*** Opening Dataset entries ***

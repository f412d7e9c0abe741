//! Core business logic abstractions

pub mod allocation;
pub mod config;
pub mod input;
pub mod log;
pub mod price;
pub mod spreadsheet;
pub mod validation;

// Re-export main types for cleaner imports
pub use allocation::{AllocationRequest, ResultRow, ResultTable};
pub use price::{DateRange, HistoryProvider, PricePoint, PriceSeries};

*** Closing Dataset entries ***
*** Opening Dataset entries ***

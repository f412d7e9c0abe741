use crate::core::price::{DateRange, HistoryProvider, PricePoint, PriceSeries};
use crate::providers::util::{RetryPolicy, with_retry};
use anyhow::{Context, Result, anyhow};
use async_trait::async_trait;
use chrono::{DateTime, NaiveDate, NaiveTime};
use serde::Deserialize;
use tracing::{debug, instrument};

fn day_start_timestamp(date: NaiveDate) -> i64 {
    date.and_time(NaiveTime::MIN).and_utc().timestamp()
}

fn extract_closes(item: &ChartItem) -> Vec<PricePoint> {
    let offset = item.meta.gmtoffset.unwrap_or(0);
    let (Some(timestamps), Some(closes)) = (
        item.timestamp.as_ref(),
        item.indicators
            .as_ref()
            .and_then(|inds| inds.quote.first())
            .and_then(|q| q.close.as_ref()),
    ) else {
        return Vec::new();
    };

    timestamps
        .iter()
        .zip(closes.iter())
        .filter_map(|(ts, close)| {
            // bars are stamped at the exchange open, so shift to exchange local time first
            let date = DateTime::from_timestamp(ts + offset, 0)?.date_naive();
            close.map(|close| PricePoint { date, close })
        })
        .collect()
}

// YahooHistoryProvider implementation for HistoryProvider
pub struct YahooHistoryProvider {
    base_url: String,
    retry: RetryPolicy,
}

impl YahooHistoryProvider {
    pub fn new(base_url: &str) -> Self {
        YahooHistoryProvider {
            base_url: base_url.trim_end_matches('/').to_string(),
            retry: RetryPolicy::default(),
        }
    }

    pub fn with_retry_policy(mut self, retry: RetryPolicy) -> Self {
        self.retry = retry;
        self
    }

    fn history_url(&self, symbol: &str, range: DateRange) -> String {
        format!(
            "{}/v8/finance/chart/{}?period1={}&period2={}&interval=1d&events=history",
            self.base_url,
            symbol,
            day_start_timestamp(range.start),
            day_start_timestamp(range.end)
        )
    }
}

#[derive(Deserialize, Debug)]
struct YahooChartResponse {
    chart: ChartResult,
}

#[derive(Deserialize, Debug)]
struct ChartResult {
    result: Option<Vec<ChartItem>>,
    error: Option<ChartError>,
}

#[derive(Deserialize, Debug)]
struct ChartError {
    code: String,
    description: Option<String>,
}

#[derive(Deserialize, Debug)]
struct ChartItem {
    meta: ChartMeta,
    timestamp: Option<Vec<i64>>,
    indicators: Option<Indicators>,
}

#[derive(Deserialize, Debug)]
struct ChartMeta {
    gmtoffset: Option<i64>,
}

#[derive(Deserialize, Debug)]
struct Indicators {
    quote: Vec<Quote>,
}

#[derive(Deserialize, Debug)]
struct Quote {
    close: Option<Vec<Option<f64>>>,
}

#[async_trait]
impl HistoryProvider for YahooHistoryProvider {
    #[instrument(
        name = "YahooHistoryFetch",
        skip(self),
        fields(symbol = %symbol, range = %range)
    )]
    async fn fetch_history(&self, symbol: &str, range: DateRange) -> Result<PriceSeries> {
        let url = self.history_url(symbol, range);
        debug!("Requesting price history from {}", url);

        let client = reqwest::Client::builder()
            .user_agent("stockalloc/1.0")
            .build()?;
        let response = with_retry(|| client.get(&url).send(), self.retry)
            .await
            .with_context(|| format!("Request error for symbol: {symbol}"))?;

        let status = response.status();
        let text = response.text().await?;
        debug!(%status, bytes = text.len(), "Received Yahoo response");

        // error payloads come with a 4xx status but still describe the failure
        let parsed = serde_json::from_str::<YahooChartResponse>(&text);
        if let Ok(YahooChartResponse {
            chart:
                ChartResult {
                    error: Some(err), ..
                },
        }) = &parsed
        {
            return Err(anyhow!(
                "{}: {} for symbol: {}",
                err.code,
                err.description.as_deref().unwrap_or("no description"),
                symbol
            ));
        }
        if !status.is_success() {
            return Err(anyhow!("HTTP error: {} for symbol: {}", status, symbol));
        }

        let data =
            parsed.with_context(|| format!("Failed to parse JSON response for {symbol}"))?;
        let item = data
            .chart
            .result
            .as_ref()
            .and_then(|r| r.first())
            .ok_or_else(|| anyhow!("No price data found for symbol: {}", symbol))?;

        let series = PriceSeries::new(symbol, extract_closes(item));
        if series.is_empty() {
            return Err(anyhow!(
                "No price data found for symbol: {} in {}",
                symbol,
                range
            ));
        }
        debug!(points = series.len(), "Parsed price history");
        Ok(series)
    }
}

*** Closing Dataset entries ***

§ **Assigned task**
Please copy each line of the material that has the string "anyhow" somewhere in it.

§ **Task result**
use anyhow::{Context, Result, anyhow};
            return Err(anyhow!(
            return Err(anyhow!("HTTP error: {} for symbol: {}", status, symbol));
            .ok_or_else(|| anyhow!("No price data found for symbol: {}", symbol))?;
            return Err(anyhow!(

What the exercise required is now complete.